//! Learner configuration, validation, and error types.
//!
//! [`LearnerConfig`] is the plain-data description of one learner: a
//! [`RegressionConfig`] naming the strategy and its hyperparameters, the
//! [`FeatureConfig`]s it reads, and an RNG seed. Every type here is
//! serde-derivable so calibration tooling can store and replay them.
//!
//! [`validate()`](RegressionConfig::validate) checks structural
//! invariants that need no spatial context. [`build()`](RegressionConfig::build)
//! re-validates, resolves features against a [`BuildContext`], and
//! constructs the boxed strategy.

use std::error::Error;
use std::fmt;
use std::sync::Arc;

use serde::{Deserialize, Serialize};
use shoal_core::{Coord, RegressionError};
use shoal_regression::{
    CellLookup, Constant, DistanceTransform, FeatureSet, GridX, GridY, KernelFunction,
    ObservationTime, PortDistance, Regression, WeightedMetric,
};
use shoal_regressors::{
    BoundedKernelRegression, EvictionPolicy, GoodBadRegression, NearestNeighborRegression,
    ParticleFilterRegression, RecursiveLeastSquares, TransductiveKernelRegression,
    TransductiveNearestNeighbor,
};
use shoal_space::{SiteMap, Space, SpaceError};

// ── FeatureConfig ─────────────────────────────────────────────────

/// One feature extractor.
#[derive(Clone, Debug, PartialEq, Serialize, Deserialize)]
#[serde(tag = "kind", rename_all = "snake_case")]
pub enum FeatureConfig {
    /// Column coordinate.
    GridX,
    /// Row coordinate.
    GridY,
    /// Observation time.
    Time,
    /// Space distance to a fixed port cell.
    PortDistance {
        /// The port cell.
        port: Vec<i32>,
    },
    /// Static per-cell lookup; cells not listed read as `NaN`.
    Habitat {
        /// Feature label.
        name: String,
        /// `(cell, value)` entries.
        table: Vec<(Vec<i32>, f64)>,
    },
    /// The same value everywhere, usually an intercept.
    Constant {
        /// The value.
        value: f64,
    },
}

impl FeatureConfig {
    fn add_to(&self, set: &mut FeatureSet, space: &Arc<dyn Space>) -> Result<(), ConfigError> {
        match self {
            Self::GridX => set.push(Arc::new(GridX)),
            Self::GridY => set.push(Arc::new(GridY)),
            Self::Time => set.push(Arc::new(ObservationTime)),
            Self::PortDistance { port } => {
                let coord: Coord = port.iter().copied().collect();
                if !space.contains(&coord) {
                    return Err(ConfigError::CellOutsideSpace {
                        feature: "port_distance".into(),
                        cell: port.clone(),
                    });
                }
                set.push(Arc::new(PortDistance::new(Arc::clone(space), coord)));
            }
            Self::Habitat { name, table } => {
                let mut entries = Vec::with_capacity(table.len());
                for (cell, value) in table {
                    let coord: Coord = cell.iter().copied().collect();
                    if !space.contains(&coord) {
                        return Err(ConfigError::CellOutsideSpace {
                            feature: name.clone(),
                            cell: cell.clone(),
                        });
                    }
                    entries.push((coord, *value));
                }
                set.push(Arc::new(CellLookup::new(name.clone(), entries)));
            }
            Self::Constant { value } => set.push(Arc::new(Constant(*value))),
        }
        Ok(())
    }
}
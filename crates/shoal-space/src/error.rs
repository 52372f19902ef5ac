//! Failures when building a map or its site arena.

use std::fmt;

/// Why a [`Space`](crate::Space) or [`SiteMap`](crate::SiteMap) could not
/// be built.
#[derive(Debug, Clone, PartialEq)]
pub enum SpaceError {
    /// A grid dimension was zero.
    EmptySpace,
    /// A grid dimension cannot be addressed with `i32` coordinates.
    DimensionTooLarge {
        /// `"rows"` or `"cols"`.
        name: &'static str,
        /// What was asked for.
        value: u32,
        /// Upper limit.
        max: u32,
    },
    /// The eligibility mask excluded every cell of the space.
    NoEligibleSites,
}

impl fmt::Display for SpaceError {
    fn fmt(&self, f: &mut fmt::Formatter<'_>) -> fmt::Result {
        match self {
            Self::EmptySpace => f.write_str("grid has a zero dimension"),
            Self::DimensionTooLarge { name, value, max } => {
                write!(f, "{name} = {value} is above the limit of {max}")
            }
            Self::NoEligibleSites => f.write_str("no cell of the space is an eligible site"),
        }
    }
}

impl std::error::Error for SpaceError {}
================================
--- Exercise ---
Look through the listing and return each line containing the word "SiteMap".

--- Completed task ---
use shoal_space::{SiteMap, Space, SpaceError};
/// Why a [`Space`](crate::Space) or [`SiteMap`](crate::SiteMap) could not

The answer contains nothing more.